HIES is associated with a contracted lifespan, with deaths occurring predominantly in adulthood due to the consequences of chronic infections. In a recent review of a large cohort of patients, the average living patient age was 27 years, but ages ranged from 3-58 years. Infection-related deaths occurred at an average age of 29 years.
Death in HIES patients are most commonly due to chronic pulmonary infections in the setting of pneumatoceles or bronchiectasis or both. Molds, such as Aspergillus and Scedosporium species, may invade the pulmonary blood vessels, leading to metastatic spread or fatal hemoptysis. These infections are secondary opportunists in regions of destroyed lung caused by the inappropriate healing of previous infections. 
STAT3 mutations have been detected in persons of Caucasian, African, Asian, and Hispanic descent. Although most documented cases are in white patients, this is likely due to referral bias of the population studied.
No gender-based differences have been described with regard to disease severity or incidence.
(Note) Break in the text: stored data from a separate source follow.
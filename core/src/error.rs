use thiserror::Error;

/// Failures surfaced at the conversation boundary.
///
/// Tool-side variants never escape a turn: the dispatcher renders them into
/// tool result messages so the model can react to them.
#[non_exhaustive]
#[derive(Error, Debug, Clone, PartialEq, Eq)]
pub enum AgentError {
    #[error("Configuration error: {0}")]
    Configuration(String),

    #[error("Message cannot be empty")]
    EmptyMessage,

    #[error("Model backend error: {0}")]
    ModelBackend(String),

    #[error("Checkpoint error: {0}")]
    Checkpoint(String),

    #[error("Document not found: {0}")]
    DocumentNotFound(String),

    #[error("Document ingestion failed: {0}")]
    DocumentIngestion(String),

    #[error("Tool '{0}' not found.")]
    ToolNotFound(String),

    #[error("{0}")]
    ToolInvocation(String),

    #[error("No document indexed for this chat. Upload a document first.")]
    RetrievalContextMissing,
}

impl AgentError {
    pub fn model(err: impl std::fmt::Display) -> Self {
        Self::ModelBackend(err.to_string())
    }

    pub fn checkpoint(err: impl std::fmt::Display) -> Self {
        Self::Checkpoint(format!("{:#}", err))
    }

    /// True for failures that are absorbed into conversation content.
    pub fn is_tool_side(&self) -> bool {
        matches!(
            self,
            Self::ToolNotFound(_) | Self::ToolInvocation(_) | Self::RetrievalContextMissing
        )
    }
}

pub type AgentResult<T> = Result<T, AgentError>;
In a recent chart review, the average age of diagnosis was 11.5 years. However, the diagnosis can be made in infancy or adulthood. Proband survival has improved over the years along with improved management, allowing patients to have their own children. Given the autosomal dominant nature of HIES, these offspring of known patients receive early diagnosis and therapy.